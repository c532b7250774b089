pub mod render;

use crate::db::RecordStore;
use crate::proposal;
use crate::session::ProposalSession;
use log::{debug, warn};
use render::HtmlRenderer;
use std::path::{Path, PathBuf};
use std::sync::Arc;

/// Renders proposal PDFs on demand and remembers them. A Record's
/// `pdf_path` is only ever written after a render fully succeeded, so a
/// failed or interrupted render can never leave a corrupt file referenced.
pub struct PdfMaterializer {
    store: Arc<RecordStore>,
    renderer: Arc<dyn HtmlRenderer>,
    out_dir: PathBuf,
}

impl PdfMaterializer {
    pub fn new(store: Arc<RecordStore>, renderer: Arc<dyn HtmlRenderer>, out_dir: PathBuf) -> Self {
        Self {
            store,
            renderer,
            out_dir,
        }
    }

    /// The cached or freshly rendered PDF for `filename`, or None when the
    /// Record is missing, no HTML can be derived, or rendering fails.
    /// `html_hint` is HTML the caller already holds (the review screen's
    /// rendition); without it the HTML is derived from the stored proposal.
    pub async fn ensure_pdf(&self, filename: &str, html_hint: Option<&str>) -> Option<PathBuf> {
        let record = match self.store.get(filename) {
            Ok(Some(rec)) => rec,
            Ok(None) => {
                debug!("ensure_pdf: no record for {filename}");
                return None;
            }
            Err(e) => {
                warn!("ensure_pdf: record lookup failed for {filename}: {e}");
                return None;
            }
        };

        if let Some(path) = record.pdf_path.as_deref() {
            let path = Path::new(path);
            if path.exists() {
                debug!("ensure_pdf: cache hit for {filename}");
                return Some(path.to_path_buf());
            }
            debug!("ensure_pdf: recorded PDF for {filename} is gone, re-rendering");
        }

        let html = match html_hint.filter(|h| !h.trim().is_empty()) {
            Some(h) => h.to_string(),
            None => {
                let json = record.proposal_json.as_deref().filter(|j| !j.trim().is_empty());
                match json.and_then(proposal::extract_html_str) {
                    Some(h) => h,
                    None => {
                        warn!("ensure_pdf: no HTML available for {filename}");
                        return None;
                    }
                }
            }
        };

        if let Err(e) = std::fs::create_dir_all(&self.out_dir) {
            warn!("ensure_pdf: cannot create {}: {e}", self.out_dir.display());
            return None;
        }

        // Render to a temporary name and only rename into place on
        // success; the Record points at the final path alone.
        let final_path = self.out_dir.join(format!("{filename}_proposal.pdf"));
        let tmp_path = self
            .out_dir
            .join(format!(".{}.pdf.part", uuid::Uuid::new_v4()));
        let renderer = Arc::clone(&self.renderer);
        let render_input = html.clone();
        let render_target = tmp_path.clone();
        let rendered =
            tokio::task::spawn_blocking(move || renderer.render(&render_input, &render_target))
                .await;

        match rendered {
            Ok(Ok(tmp)) => {
                if let Err(e) = std::fs::rename(&tmp, &final_path) {
                    warn!("ensure_pdf: failed to move rendered PDF for {filename}: {e}");
                    let _ = std::fs::remove_file(&tmp);
                    return None;
                }
                if let Err(e) = self
                    .store
                    .save_pdf_path_for_file(filename, &final_path.to_string_lossy())
                {
                    warn!("ensure_pdf: failed to record PDF path for {filename}: {e}");
                }
                debug!("ensure_pdf: rendered {}", final_path.display());
                Some(final_path)
            }
            Ok(Err(e)) => {
                warn!("ensure_pdf: render failed for {filename}: {e}");
                let _ = std::fs::remove_file(&tmp_path);
                None
            }
            Err(e) => {
                warn!("ensure_pdf: render task failed for {filename}: {e}");
                None
            }
        }
    }

    /// Save/share acts on whatever was generated last, not a
    /// navigation-scoped filename.
    pub async fn ensure_pdf_for_last(
        &self,
        session: &ProposalSession,
        html_hint: Option<&str>,
    ) -> Option<PathBuf> {
        let last = match session.last_proposal_file() {
            Some(name) => name,
            None => {
                debug!("ensure_pdf: no proposal generated yet");
                return None;
            }
        };
        self.ensure_pdf(&last, html_hint).await
    }
}

#[cfg(test)]
mod tests {
    use super::render::{HtmlRenderer, RenderError};
    use super::*;
    use crate::db::DEFAULT_RECENT_LIMIT;
    use std::sync::atomic::{AtomicUsize, Ordering};

    struct FakeRenderer {
        calls: AtomicUsize,
    }

    impl FakeRenderer {
        fn new() -> Arc<Self> {
            Arc::new(Self {
                calls: AtomicUsize::new(0),
            })
        }

        fn calls(&self) -> usize {
            self.calls.load(Ordering::SeqCst)
        }
    }

    impl HtmlRenderer for FakeRenderer {
        fn render(&self, html: &str, output: &std::path::Path) -> Result<PathBuf, RenderError> {
            self.calls.fetch_add(1, Ordering::SeqCst);
            std::fs::write(output, format!("%PDF {}", html.len()))?;
            Ok(output.to_path_buf())
        }
    }

    struct FailingRenderer;

    impl HtmlRenderer for FailingRenderer {
        fn render(&self, _html: &str, _output: &std::path::Path) -> Result<PathBuf, RenderError> {
            Err(RenderError::NoOutput)
        }
    }

    fn setup(
        renderer: Arc<dyn HtmlRenderer>,
    ) -> (tempfile::TempDir, Arc<RecordStore>, PdfMaterializer) {
        let dir = tempfile::tempdir().unwrap();
        let store = Arc::new(RecordStore::open(dir.path(), DEFAULT_RECENT_LIMIT).unwrap());
        let pdf = PdfMaterializer::new(Arc::clone(&store), renderer, dir.path().join("pdf"));
        (dir, store, pdf)
    }

    #[tokio::test]
    async fn test_second_call_is_a_cache_hit() {
        let fake = FakeRenderer::new();
        let (_dir, store, pdf) = setup(fake.clone());
        store
            .save_proposal_for_file("a.pdf", "{\"reportHtml\": \"<html>x</html>\"}", None)
            .unwrap();

        let first = pdf.ensure_pdf("a.pdf", None).await.unwrap();
        let second = pdf.ensure_pdf("a.pdf", None).await.unwrap();
        assert_eq!(first, second);
        assert_eq!(fake.calls(), 1);
        assert_eq!(
            store.get_pdf_path_for_file("a.pdf").unwrap().as_deref(),
            Some(first.to_string_lossy().as_ref())
        );
    }

    #[tokio::test]
    async fn test_new_proposal_invalidates_cached_pdf() {
        let fake = FakeRenderer::new();
        let (_dir, store, pdf) = setup(fake.clone());
        store
            .save_proposal_for_file("a.pdf", "{\"reportHtml\": \"<html>v1</html>\"}", None)
            .unwrap();
        pdf.ensure_pdf("a.pdf", None).await.unwrap();

        // Saving a newer proposal drops the recorded path, so the next
        // save/share renders the new content instead of the stale file.
        store
            .save_proposal_for_file("a.pdf", "{\"reportHtml\": \"<html>v2</html>\"}", None)
            .unwrap();
        assert!(store.get_pdf_path_for_file("a.pdf").unwrap().is_none());
        pdf.ensure_pdf("a.pdf", None).await.unwrap();
        assert_eq!(fake.calls(), 2);
    }

    #[tokio::test]
    async fn test_cleared_pdf_path_forces_fresh_render() {
        let fake = FakeRenderer::new();
        let (_dir, store, pdf) = setup(fake.clone());
        store
            .save_proposal_for_file("a.pdf", "{\"reportHtml\": \"<html>v1</html>\"}", None)
            .unwrap();
        let first = pdf.ensure_pdf("a.pdf", None).await.unwrap();

        // An edit lands directly in the record without going through
        // save_proposal_for_file; the caller then clears the stale path.
        store
            .upsert(
                "a.pdf",
                crate::db::models::RecordPatch {
                    proposal_json: Some("{\"reportHtml\": \"<html>v2</html>\"}".into()),
                    ..Default::default()
                },
            )
            .unwrap();
        store.clear_pdf_path_for_file("a.pdf").unwrap();

        let second = pdf.ensure_pdf("a.pdf", None).await.unwrap();
        assert_eq!(first, second); // same destination name
        assert_eq!(fake.calls(), 2); // but freshly rendered content
    }

    #[tokio::test]
    async fn test_missing_record_yields_none() {
        let fake = FakeRenderer::new();
        let (_dir, _store, pdf) = setup(fake.clone());
        assert!(pdf.ensure_pdf("nope.pdf", Some("<html></html>")).await.is_none());
        assert_eq!(fake.calls(), 0);
    }

    #[tokio::test]
    async fn test_no_proposal_and_no_hint_yields_none() {
        let fake = FakeRenderer::new();
        let (_dir, store, pdf) = setup(fake.clone());
        store.save_srs_for_file("a.pdf", "{}").unwrap();
        assert!(pdf.ensure_pdf("a.pdf", None).await.is_none());
        assert_eq!(fake.calls(), 0);
    }

    #[tokio::test]
    async fn test_hint_renders_without_stored_proposal() {
        let fake = FakeRenderer::new();
        let (_dir, store, pdf) = setup(fake.clone());
        store.save_srs_for_file("a.pdf", "{}").unwrap();
        let path = pdf.ensure_pdf("a.pdf", Some("<html>hint</html>")).await;
        assert!(path.is_some());
        assert_eq!(fake.calls(), 1);
    }

    #[tokio::test]
    async fn test_render_failure_leaves_record_untouched() {
        let (_dir, store, pdf) = setup(Arc::new(FailingRenderer));
        store
            .save_proposal_for_file("a.pdf", "{\"reportHtml\": \"<html>x</html>\"}", None)
            .unwrap();
        assert!(pdf.ensure_pdf("a.pdf", None).await.is_none());
        assert!(store.get_pdf_path_for_file("a.pdf").unwrap().is_none());
    }

    #[tokio::test]
    async fn test_ensure_pdf_for_last_follows_session() {
        let fake = FakeRenderer::new();
        let (_dir, store, pdf) = setup(fake.clone());
        let session = ProposalSession::new();
        assert!(pdf.ensure_pdf_for_last(&session, None).await.is_none());

        store
            .save_proposal_for_file("b.pdf", "{\"reportHtml\": \"<html>x</html>\"}", None)
            .unwrap();
        session.set_last_proposal_file("b.pdf");
        let path = pdf.ensure_pdf_for_last(&session, None).await.unwrap();
        assert!(path.to_string_lossy().contains("b.pdf_proposal.pdf"));
    }
}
★ ★ ★ ★ ★ ★ ★
What you need to do: Display every line of the listing that contains the string "warn".

Final answer:
use log::{debug, warn};
                warn!("ensure_pdf: record lookup failed for {filename}: {e}");
                        warn!("ensure_pdf: no HTML available for {filename}");
            warn!("ensure_pdf: cannot create {}: {e}", self.out_dir.display());
                    warn!("ensure_pdf: failed to move rendered PDF for {filename}: {e}");
                    warn!("ensure_pdf: failed to record PDF path for {filename}: {e}");
                warn!("ensure_pdf: render failed for {filename}: {e}");
                warn!("ensure_pdf: render task failed for {filename}: {e}");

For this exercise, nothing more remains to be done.